*this article was initially published on vice.com. All photographs were taken by Eli Driu.
Doing nothing isn’t always an effective strategy when you want to stop the government from doing something hateful, but last weekend, it worked out.
On Saturday the 6th and Sunday the 7th of October, Romanians voted in a referendum on an amendment to the constitution that would redefine the family as a union between “a man and a woman”, as opposed to the gay-friendlier term “spouses”, as it currently reads. The referendum was initiated by an alliance of organisations called The Coalition for the Family, whose mission was to “protect the traditional Romanian family”. The initiative was also strongly backed by the Romanian Orthodox Church, most Romanian religious groups, as well as the main political parties.
At the same time, many Romanians felt the initiative for the referendum was anti-democratic and anti-European, given its aim to restrict the rights of a minority. The LGBTQ movement in Romania campaigned among their supporters to boycott the referendum, so the voter threshold of 30 percent wouldn’t be met and the outcome of the referendum wouldn’t be validated. The No campaign’s strategy proved successful – on Sunday around noon, it became clear that the threshold wouldn’t be met and the referendum was a flop. In the end, just 3.7 million people had voted, which accounted for 21.1 percent of all Romanians with the right to vote. That doesn’t mean gay marriage is suddenly legal in the country – it just means that it isn’t outright banned in the constitution.

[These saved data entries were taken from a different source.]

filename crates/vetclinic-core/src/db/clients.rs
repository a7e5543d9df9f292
//! Client database operations.

use chrono::{DateTime, Utc};
use rusqlite::{params, OptionalExtension};

use super::{format_timestamp, parse_column, parse_timestamp, Database, DbError, DbResult};
use crate::models::{Client, ClientStatus, DomainEvent};

impl Database {
    /// Insert a new client.
    pub fn insert_client(&self, client: &Client) -> DbResult<()> {
        self.conn.execute(
            r#"
            INSERT INTO clients (
                id, clinic_id, first_name, last_name, status, created_at, updated_at
            ) VALUES (?1, ?2, ?3, ?4, ?5, ?6, ?7)
            "#,
            params![
                client.id,
                client.clinic_id,
                client.first_name,
                client.last_name,
                client.status.as_str(),
                format_timestamp(client.created_at),
                format_timestamp(client.updated_at),
            ],
        )?;
        Ok(())
    }

    /// Update an existing client, failing with `NotFound` if it is unknown.
    pub fn update_client(&self, client: &Client) -> DbResult<()> {
        let rows_affected = self.conn.execute(
            r#"
            UPDATE clients SET
                first_name = ?2,
                last_name = ?3,
                status = ?4,
                updated_at = ?5
            WHERE id = ?1
            "#,
            params![
                client.id,
                client.first_name,
                client.last_name,
                client.status.as_str(),
                format_timestamp(client.updated_at),
            ],
        )?;
        if rows_affected == 0 {
            return Err(DbError::NotFound(format!("client {}", client.id)));
        }
        Ok(())
    }

    /// Update a client and append its recorded events in one transaction.
    pub fn save_client_with_events(
        &self,
        client: &Client,
        events: &[DomainEvent],
        recorded_at: DateTime<Utc>,
    ) -> DbResult<()> {
        self.write(|| {
            self.update_client(client)?;
            self.insert_events(events, recorded_at)
        })
    }

    /// Get a client of a clinic.
    pub fn get_client(&self, clinic_id: &str, client_id: &str) -> DbResult<Option<Client>> {
        self.conn
            .query_row(
                r#"
                SELECT id, clinic_id, first_name, last_name, status, created_at, updated_at
                FROM clients
                WHERE id = ?1 AND clinic_id = ?2
                "#,
                [client_id, clinic_id],
                |row| {
                    Ok(ClientRow {
                        id: row.get(0)?,
                        clinic_id: row.get(1)?,
                        first_name: row.get(2)?,
                        last_name: row.get(3)?,
                        status: row.get(4)?,
                        created_at: row.get(5)?,
                        updated_at: row.get(6)?,
                    })
                },
            )
            .optional()?
            .map(|row| row.try_into())
            .transpose()
    }
}

/// Intermediate row struct for database mapping.
struct ClientRow {
    id: String,
    clinic_id: String,
    first_name: String,
    last_name: String,
    status: String,
    created_at: String,
    updated_at: String,
}

impl TryFrom<ClientRow> for Client {
    type Error = DbError;

    fn try_from(row: ClientRow) -> Result<Self, Self::Error> {
        Ok(Client::reconstitute(
            row.id,
            row.clinic_id,
            row.first_name,
            row.last_name,
            parse_column(&row.status, ClientStatus::parse, "client status")?,
            parse_timestamp(&row.created_at)?,
            parse_timestamp(&row.updated_at)?,
        ))
    }
}
#[uniffi::export]
impl ClinicCore {
    // =========================================================================
    // Client Operations
    // =========================================================================

    /// Register a new client.
    pub fn register_client(
        &self,
        clinic_id: String,
        first_name: String,
        last_name: String,
    ) -> Result<FfiClient, ClinicError> {
        let db = self.db.lock()?;
        let commands = ClinicCommands::new(&db, SystemClock);
        let client = commands.register_client(&clinic_id, &first_name, &last_name)?;
        Ok(client.into())
    }

    /// Archive a client; returns the animals whose ownership was resolved.
    pub fn archive_client(
        &self,
        clinic_id: String,
        client_id: String,
    ) -> Result<Vec<FfiAnimal>, ClinicError> {
        let db = self.db.lock()?;
        let commands = ClinicCommands::new(&db, SystemClock);
        let animals = commands.archive_client(&clinic_id, &client_id)?;
        Ok(animals.iter().map(FfiAnimal::from).collect())
    }

    // =========================================================================
    // Animal Operations
    // =========================================================================

    /// Create a new animal.
    pub fn create_animal(&self, animal: FfiNewAnimal) -> Result<FfiAnimal, ClinicError> {
        let command = animal.into_command()?;
        let db = self.db.lock()?;
        let commands = ClinicCommands::new(&db, SystemClock);
        let created = commands.create_animal(command)?;
        Ok(FfiAnimal::from(&created))
    }

    /// Get an animal by ID.
    pub fn get_animal(
        &self,
        clinic_id: String,
        animal_id: String,
    ) -> Result<Option<FfiAnimal>, ClinicError> {
        let db = self.db.lock()?;
        let animal = db.find_animal(&clinic_id, &animal_id)?;
        Ok(animal.as_ref().map(FfiAnimal::from))
    }

    /// List animals of a clinic.
    pub fn list_animals(&self, clinic_id: String) -> Result<Vec<FfiAnimal>, ClinicError> {
        let db = self.db.lock()?;
        let animals = db.list_animals(&clinic_id)?;
        Ok(animals.iter().map(FfiAnimal::from).collect())
    }

    /// Replace the descriptive identity, identification numbers and
    /// auxiliary contact of an animal. Tattoo, passport and sire numbers and
    /// the photo are kept as stored.
    pub fn update_identity(
        &self,
        clinic_id: String,
        animal_id: String,
        identity: FfiAnimalIdentity,
    ) -> Result<FfiAnimal, ClinicError> {
        let db = self.db.lock()?;
        let current = db.get_animal(&clinic_id, &animal_id)?;
        let (mut new_identity, identification, auxiliary_contact) =
            identity.into_parts(current.identification().clone())?;
        new_identity.photo_url = current.identity().photo_url.clone();

        let commands = ClinicCommands::new(&db, SystemClock);
        let animal = commands.update_identity(
            &clinic_id,
            &animal_id,
            new_identity,
            identification,
            auxiliary_contact,
        )?;
        Ok(FfiAnimal::from(&animal))
    }

    /// Replace the owner set of an animal.
    pub fn replace_owners(
        &self,
        clinic_id: String,
        animal_id: String,
        primary_owner_client_id: String,
        secondary_owner_client_ids: Vec<String>,
    ) -> Result<FfiAnimal, ClinicError> {
        let db = self.db.lock()?;
        let commands = ClinicCommands::new(&db, SystemClock);
        let animal = commands.replace_owners(
            &clinic_id,
            &animal_id,
            &primary_owner_client_id,
            &secondary_owner_client_ids,
        )?;
        Ok(FfiAnimal::from(&animal))
    }

    /// Record a death or disappearance ("ALIVE", "DECEASED", "MISSING").
    /// `date` is `YYYY-MM-DD` and must be given unless the status is ALIVE.
    pub fn update_life_cycle(
        &self,
        clinic_id: String,
        animal_id: String,
        life_status: String,
        date: Option<String>,
    ) -> Result<FfiAnimal, ClinicError> {
        let date = parse_optional_date(date)?;
        let life_cycle = match parse_enum(&life_status, LifeStatus::parse, "life status")? {
            LifeStatus::Alive => LifeCycle::alive(),
            LifeStatus::Deceased => LifeCycle {
                life_status: LifeStatus::Deceased,
                deceased_at: date,
                missing_since: None,
            },
            LifeStatus::Missing => LifeCycle {
                life_status: LifeStatus::Missing,
                deceased_at: None,
                missing_since: date,
            },
        };

        let db = self.db.lock()?;
        let commands = ClinicCommands::new(&db, SystemClock);
        let animal = commands.update_life_cycle(&clinic_id, &animal_id, life_cycle)?;
        Ok(FfiAnimal::from(&animal))
    }

    /// Record a sale or gift ("NONE", "SOLD", "GIVEN").
    pub fn update_transfer(
        &self,
        clinic_id: String,
        animal_id: String,
        transfer_status: String,
        date: Option<String>,
    ) -> Result<FfiAnimal, ClinicError> {
        let date = parse_optional_date(date)?;
        let status = parse_enum(&transfer_status, TransferStatus::parse, "transfer status")?;
        let transfer = match status {
            TransferStatus::NotTransferred => Transfer::none(),
            TransferStatus::Sold => Transfer {
                transfer_status: TransferStatus::Sold,
                sold_at: date,
                given_at: None,
            },
            TransferStatus::Given => Transfer {
                transfer_status: TransferStatus::Given,
                sold_at: None,
                given_at: date,
            },
        };

        let db = self.db.lock()?;
        let commands = ClinicCommands::new(&db, SystemClock);
        let animal = commands.update_transfer(&clinic_id, &animal_id, transfer)?;
        Ok(FfiAnimal::from(&animal))
    }

    /// Archive an animal.
    pub fn archive_animal(
        &self,
        clinic_id: String,
        animal_id: String,
    ) -> Result<FfiAnimal, ClinicError> {
        let db = self.db.lock()?;
        let commands = ClinicCommands::new(&db, SystemClock);
        let animal = commands.archive_animal(&clinic_id, &animal_id)?;
        Ok(FfiAnimal::from(&animal))
    }

    // =========================================================================
    // Outbox Operations
    // =========================================================================

    /// Domain events recorded after sequence number `after_seq`.
    pub fn list_events(&self, after_seq: i64) -> Result<Vec<FfiDomainEvent>, ClinicError> {
        let db = self.db.lock()?;
        let events = db.list_events(after_seq)?;
        events
            .into_iter()
            .map(|stored| {
                Ok(FfiDomainEvent {
                    seq: stored.seq,
                    event_type: stored.event.event_type().to_string(),
                    aggregate_id: stored.event.aggregate_id().to_string(),
                    payload_json: serde_json::to_string(&stored.event)?,
                    recorded_at: stored.recorded_at.to_rfc3339(),
                })
            })
            .collect()
    }
}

A few days ahead of the referendum, I asked Vlad Viski, president of LGBT-rights advocacy NGO MozaiQ, the catalyst behind the boycott campaign, why they opted for this risky strategy. “We wanted to spread the idea that we shouldn’t subject human rights to the polls, and that the initiative taken by the Coalition for the Family is illegitimate. We have to reject hate-mongering messages and show our commitment to democratic and European values. Minorities should be protected, women’s reproductive rights shouldn’t be questioned and fundamental liberties for citizens should be guaranteed.”
Alex Palas, a 28-year-old activist working for a Romanian NGO, boycotted the referendum, too. “The referendum restricted the potential rights of the LGBT community, and the campaign that preceded it was manipulative, and incited fear against LGBT people. There wasn’t an opportunity of a blank vote, so by going, you’d automatically contribute to the threshold. I felt that taking part in the referendum would be legitimising the whole endeavour,” he explained.

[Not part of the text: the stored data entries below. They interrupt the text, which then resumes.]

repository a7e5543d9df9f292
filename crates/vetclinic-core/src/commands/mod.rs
//! Application commands.
//!
//! Each handler loads one aggregate, applies exactly one operation, saves it
//! and moves its drained events to the outbox.
//!
//! Pipeline: Load → Aggregate operation → Invariant check → Save → Outbox

mod animals;
mod clients;

pub use animals::*;
pub use clients::*;

use thiserror::Error;

use crate::clock::Clock;
use crate::db::{Database, DbError};
use crate::models::{Animal, AnimalError, ClientError, IncompleteAuxiliaryContact};

/// Command errors.
#[derive(Error, Debug)]
pub enum CommandError {
    #[error("Database error: {0}")]
    Database(#[from] DbError),

    #[error(transparent)]
    Animal(#[from] AnimalError),

    #[error(transparent)]
    Client(#[from] ClientError),

    #[error("Microchip {0} is already used by another animal of this clinic")]
    MicrochipAlreadyUsed(String),

    #[error("Client {0} is not an active client of this clinic")]
    UnknownClient(String),

    #[error("Invalid input: {0}")]
    InvalidInput(String),
}

impl From<IncompleteAuxiliaryContact> for CommandError {
    fn from(e: IncompleteAuxiliaryContact) -> Self {
        CommandError::InvalidInput(e.to_string())
    }
}

pub type CommandResult<T> = Result<T, CommandError>;

/// Command handlers for one clinic database.
pub struct ClinicCommands<'a, C: Clock> {
    db: &'a Database,
    clock: C,
}

impl<'a, C: Clock> ClinicCommands<'a, C> {
    /// Create handlers over a database and a time source.
    pub fn new(db: &'a Database, clock: C) -> Self {
        Self { db, clock }
    }

    /// Persist the animal and its recorded events in one transaction. The
    /// buffer is drained only once they are stored.
    fn commit_animal(&self, animal: &mut Animal) -> CommandResult<()> {
        self.db.save_animal_with_events(
            animal,
            animal.recorded_domain_events(),
            self.clock.now(),
        )?;
        animal.pull_domain_events();
        Ok(())
    }

    /// Owners must be active clients of the same clinic.
    fn ensure_active_client(&self, clinic_id: &str, client_id: &str) -> CommandResult<()> {
        match self.db.get_client(clinic_id, client_id)? {
            Some(client) if !client.is_archived() => Ok(()),
            _ => Err(CommandError::UnknownClient(client_id.to_string())),
        }
    }
}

Human rights educator Andrei Stupu, 20, shared those views. “For me it was because I wanted to express the fact that I didn’t approve of the referendum. It didn’t represent me and I didn’t want the threshold to be met. I didn’t even want to seem aware of the fact that the referendum existed. I’ve also read the decision of Romania’s Constitutional Court, which says that a refusal to participate is a valid way to express one’s opinion in this case.”

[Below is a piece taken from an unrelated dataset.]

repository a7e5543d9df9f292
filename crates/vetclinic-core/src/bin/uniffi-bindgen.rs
fn main() {
    uniffi::uniffi_bindgen_main()
}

Rareș Duican, 30, a Bucharest-based corporate employee, boycotted as well. “It made no sense, we’d have been the first EU member state to outright state that we hate minorities. And it was the first step to other similar polls. I can relate to people who voted no, but I think the point was that the referendum shouldn’t have met the threshold that would have validated it,” he told me. That said, he thought Romanians still should have paid attention to voter turnout over the weekend. “If on Sunday we had realised the quota was met, we should have headed to the polls collectively to vote. But not before.”
29-year old HR manager Ana Maria decided to go to the polls and vote, because she didn’t think not showing up would work. “I voted no, given the political climate – the way they outright lie on TV, how we’re being set up to be defrauded. [Liviu Dragnea, head of the ruling party] has been convicted for electoral fraud before, and they changed the rules on this referendum during the home stretch – deciding not to use electronic voting and extending the referendum to two days. I voted because I didn’t trust it at all.”
41-year-old historian Mădălin Hodor voted too, as he believed battles like this should be fought in the voting booths, not at home. He worried that the ruling party and the Coalition for the Family were well able to mobilise the masses, and considered the threshold of 30 percent to be very low already. And more importantly, he said, “a boycott would mean allowing them to not only speak their mind, but to impose their will onto those who boycotted. Staying away would have meant we were turning down a fight with them. It’s a matter of personal choice and ethical hygiene,” he continued. “If I want to oppose overstepping people’s rights, I think I need to make that public, where it matters.”
While the boycott was a considerable risk and a divisive strategy under voters opposing the referendum, it worked out in Romania, this time. It’s clear though, that past performance is no guarantee of future results.